I'm trying to solve this problem from last year final exam in game theory:
Consider the zero-sum game $G=(X, Y, g)$ where $X=Y=[0,1]$, and $$\forall (x,y) \in X \times Y: g(x, y)=\max \{x(1-2 y), y(1-2 x)\}$$
Find a mixed optimal strategy for each player. (Hint: one can consider mixed strategies of player $1$ which plays $x=0$ with some probability and $x=1$ with the remaining probability).
My attempt:
Let $\sigma$ be a mixed optimal strategy in which player $1$ plays $x=0$ with probability $p$ and $x=1$ with probability $1-p$. A mixed optimal strategy $\tau$ of player $2$ is a probability measure on $[0,1]$.
Then I'm stuck to proceed. Could you please help me finish this exercise? Thank you so much!
If player $1$ chooses $\ x=0\ $, his or her payoff is $$ \max(0,y)=y\ . $$ If he or she chooses $\ x=1\ $, the payoff is $$ \max(1-2y,-y)=1-2y\ . $$ Thus, player $1$ can guarantee an expected payoff of $\ \frac{1}{3}\ $ by choosing $\ x=0\ $ with probability $\ \frac{2}{3}\ $ and $\ x=1\ $ with probability $\ \frac{1}{3}\ $, since the expected payoff from this strategy is $$ \frac{2}{3}y +\frac{1}{3}(1-2y)= \frac{1}{3} $$ for all $\ y\in[0,1]\ $.

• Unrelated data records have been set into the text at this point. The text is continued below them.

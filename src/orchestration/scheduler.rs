//! Fan-out/fan-in phase scheduler.
//!
//! The Scheduler owns every piece of bookkeeping: the ready queue, the
//! parents waiting on children, and the buffer of resolved roots. Workers
//! only ever see one `TaskNode` at a time and hand it back through the
//! completion channel; every state transition happens here, on the task
//! that polls `next()`.

use std::collections::VecDeque;

use futures::Stream;
use tokio::sync::mpsc;

use crate::core::{Resolved, Task, TaskId, TaskNode, Token, WorkerEnv};
use crate::error::{Error, Result};
use crate::orchestration::pool::{WorkerEvent, WorkerId, WorkerPool};
use crate::orchestration::registry::WaitingRegistry;
use crate::{plog_debug, plog_error, plog_trace};

/// Events emitted by the scheduler as the task tree evolves.
///
/// These let a caller follow progress without polling the counters.
#[derive(Debug, Clone, PartialEq, Eq)]
pub enum SchedulerEvent {
    /// A phase-step was handed to a worker.
    PhaseDispatched {
        task: TaskId,
        label: String,
        phase: usize,
        worker: WorkerId,
    },
    /// A phase spawned children; the task now waits under `token`.
    FannedOut {
        task: TaskId,
        token: Token,
        children: usize,
    },
    /// A child resolved into its waiting parent.
    FannedIn {
        task: TaskId,
        parent: Token,
        remaining: usize,
    },
    /// A phase returned an error or panicked.
    PhaseFailed {
        task: TaskId,
        phase: usize,
        message: String,
    },
    /// A root task fully resolved and is ready for the consumer.
    RootResolved { task: TaskId, failed: bool },
}

/// Dispatches phase-steps to a fixed worker pool and yields resolved roots.
///
/// # Example
///
/// ```ignore
/// use phasepool::orchestration::Scheduler;
///
/// let mut scheduler = Scheduler::new(4)?;
/// scheduler.submit(cases);
/// while let Some(resolved) = scheduler.next().await {
///     println!("{} done (failed: {})", resolved.label, resolved.is_failed());
/// }
/// scheduler.shutdown().await;
/// ```
pub struct Scheduler {
    pool: WorkerPool,
    completions: mpsc::UnboundedReceiver<WorkerEvent>,
    /// Dispatchable phase-steps. Children and continuations go to the
    /// front, fresh submissions to the back.
    queue: VecDeque<TaskNode>,
    /// Parents waiting for their children, keyed by the token the
    /// children carry.
    waiting: WaitingRegistry<TaskNode>,
    /// Resolved roots not yet handed to the consumer.
    completed: VecDeque<Resolved>,
    events: Option<mpsc::UnboundedSender<SchedulerEvent>>,
    dispatched: u64,
}

impl Scheduler {
    /// Create a scheduler with `pool_size` workers and the default
    /// worker environment.
    ///
    /// Must be called from within a tokio runtime.
    pub fn new(pool_size: usize) -> Result<Self> {
        Self::with_env(pool_size, WorkerEnv::default())
    }

    /// Create a scheduler whose workers share `env`.
    pub fn with_env(pool_size: usize, env: WorkerEnv) -> Result<Self> {
        if pool_size == 0 {
            return Err(Error::Config("pool size must be at least 1".to_string()));
        }
        let (done_tx, completions) = mpsc::unbounded_channel();
        let pool = WorkerPool::spawn(pool_size, env, done_tx);
        Ok(Self {
            pool,
            completions,
            queue: VecDeque::new(),
            waiting: WaitingRegistry::new(),
            completed: VecDeque::new(),
            events: None,
            dispatched: 0,
        })
    }

    /// Send lifecycle events to `tx`.
    pub fn with_events(mut self, tx: mpsc::UnboundedSender<SchedulerEvent>) -> Self {
        self.events = Some(tx);
        self
    }

    /// Submit root tasks. They queue behind everything already submitted.
    pub fn submit<T, I>(&mut self, tasks: I)
    where
        T: Task,
        I: IntoIterator<Item = T>,
    {
        self.submit_boxed(tasks.into_iter().map(|t| Box::new(t) as Box<dyn Task>));
    }

    /// Submit root tasks of mixed types.
    pub fn submit_boxed<I>(&mut self, tasks: I)
    where
        I: IntoIterator<Item = Box<dyn Task>>,
    {
        for task in tasks {
            let node = TaskNode::new(task);
            if node.is_terminal() {
                self.settle(node);
            } else {
                self.queue.push_back(node);
            }
        }
        self.pump();
    }

    /// Submit more roots while consuming results.
    ///
    /// Same as `submit`; roots added between two `next()` calls are
    /// picked up by the same stream.
    pub fn add_more<T, I>(&mut self, tasks: I)
    where
        T: Task,
        I: IntoIterator<Item = T>,
    {
        self.submit(tasks);
    }

    /// Wait for the next fully resolved root.
    ///
    /// Returns `None` once the queue is empty, nothing is in flight and
    /// every resolved root has been handed out. Cancel-safe: dropping the
    /// future between completions loses nothing.
    pub async fn next(&mut self) -> Option<Resolved> {
        loop {
            if let Some(resolved) = self.completed.pop_front() {
                return Some(resolved);
            }

            self.pump();
            if self.pool.in_flight() == 0 {
                if !self.queue.is_empty() || !self.waiting.is_empty() {
                    plog_error!(
                        "Scheduler stalled with {} queued and {} waiting tasks and no live workers",
                        self.queue.len(),
                        self.waiting.len()
                    );
                }
                return None;
            }

            match self.completions.recv().await {
                Some(WorkerEvent::Finished { worker, node }) => {
                    self.pool.release(worker);
                    plog_trace!("{} returned {} at phase {}", worker, node.label(), node.phase());
                    self.settle(node);
                    self.pump();
                }
                None => {
                    plog_error!("Scheduler completion channel closed");
                    return None;
                }
            }
        }
    }

    /// Consume the scheduler as a stream of resolved roots.
    pub fn into_stream(self) -> impl Stream<Item = Resolved> + Send {
        futures::stream::unfold(self, |mut scheduler| async move {
            let resolved = scheduler.next().await?;
            Some((resolved, scheduler))
        })
    }

    /// Stop dispatching, cancel and join every worker, and drop all
    /// unresolved trees.
    pub async fn shutdown(mut self) {
        let in_flight = self.pool.in_flight();
        let queued = self.queue.len();
        let waiting = self.waiting.clear();
        self.queue.clear();
        self.pool.shutdown().await;
        plog_debug!(
            "Scheduler shut down: discarded {} queued, {} waiting, {} in flight, {} undelivered",
            queued,
            waiting,
            in_flight,
            self.completed.len()
        );
    }

    /// Phase-steps currently running on workers.
    pub fn in_flight(&self) -> usize {
        self.pool.in_flight()
    }

    /// Phase-steps ready to run but not yet dispatched.
    pub fn queued(&self) -> usize {
        self.queue.len()
    }

    /// Parents waiting on children.
    pub fn waiting(&self) -> usize {
        self.waiting.len()
    }

    /// Total phase-steps dispatched so far.
    pub fn dispatched(&self) -> u64 {
        self.dispatched
    }

    pub fn pool_size(&self) -> usize {
        self.pool.size()
    }

    /// Fill every idle worker from the front of the queue.
    fn pump(&mut self) {
        while self.pool.has_capacity() {
            let Some(node) = self.queue.pop_front() else {
                break;
            };
            let (task, label, phase) = (node.id(), node.label().to_string(), node.phase());
            match self.pool.dispatch(node) {
                Ok(worker) => {
                    self.dispatched += 1;
                    plog_trace!("{} phase {} -> {}", label, phase, worker);
                    self.emit(SchedulerEvent::PhaseDispatched {
                        task,
                        label,
                        phase,
                        worker,
                    });
                }
                Err(node) => {
                    self.queue.push_front(node);
                    break;
                }
            }
        }
    }

    /// Apply the one transition a returned node calls for: fan-out,
    /// continuation, fan-in or completion.
    fn settle(&mut self, mut node: TaskNode) {
        loop {
            if node.has_children() {
                self.fan_out(node);
                return;
            }

            if !node.is_terminal() {
                self.queue.push_front(node);
                return;
            }

            if let Some(failure) = node.failure() {
                self.emit(SchedulerEvent::PhaseFailed {
                    task: node.id(),
                    phase: failure.phase,
                    message: failure.message.clone(),
                });
            }

            let Some(token) = node.parent() else {
                let task = node.id();
                let failed = node.failure().is_some();
                plog_debug!("{} resolved (failed: {})", node.label(), failed);
                self.completed.push_back(node.into_resolved());
                self.emit(SchedulerEvent::RootResolved { task, failed });
                return;
            };

            let task = node.id();
            let Some(parent) = self.waiting.get_mut(token) else {
                plog_error!("{} reports to unknown parent {}", node.label(), token);
                return;
            };
            let last = parent.collect(node.into_resolved());
            let remaining = parent.outstanding();
            self.emit(SchedulerEvent::FannedIn {
                task,
                parent: token,
                remaining,
            });
            if !last {
                return;
            }
            match self.waiting.release(token) {
                Some(parent) => node = parent,
                None => return,
            }
        }
    }

    fn fan_out(&mut self, mut parent: TaskNode) {
        let children = parent.begin_wait();
        let task = parent.id();
        let count = children.len();
        plog_debug!("{} fans out {} children", parent.label(), count);
        let token = self.waiting.register(parent);
        self.emit(SchedulerEvent::FannedOut {
            task,
            token,
            children: count,
        });

        let mut ready = Vec::with_capacity(count);
        let mut resolved = Vec::new();
        for child in children {
            let mut node = TaskNode::new(child);
            node.set_parent(token);
            if node.is_terminal() {
                resolved.push(node);
            } else {
                ready.push(node);
            }
        }
        for node in ready.into_iter().rev() {
            self.queue.push_front(node);
        }
        for node in resolved {
            self.settle(node);
        }
    }

    fn emit(&self, event: SchedulerEvent) {
        if let Some(tx) = &self.events {
            let _ = tx.send(event);
        }
    }
}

On the other hand, if player $2$ chooses $\ y= \frac{1}{3}\ $ with probability $1$, then the payoff to player $1$ becomes \begin{align} \max\left(\frac{x}{3}, \frac{1-2x}{3}\right)\le \frac{1}{3} \end{align} for all $\ x\in[0,1]\ $. Thus, this (pure) strategy for player $2$ prevents player $1$ from obtaining an expected payoff of any more than $\ \frac{1}{3}\ $.
It follows from this that the strategies described above are optimal for their respective players, and the value of the game is $\ \frac{1}{3}\ $ (to player $1$).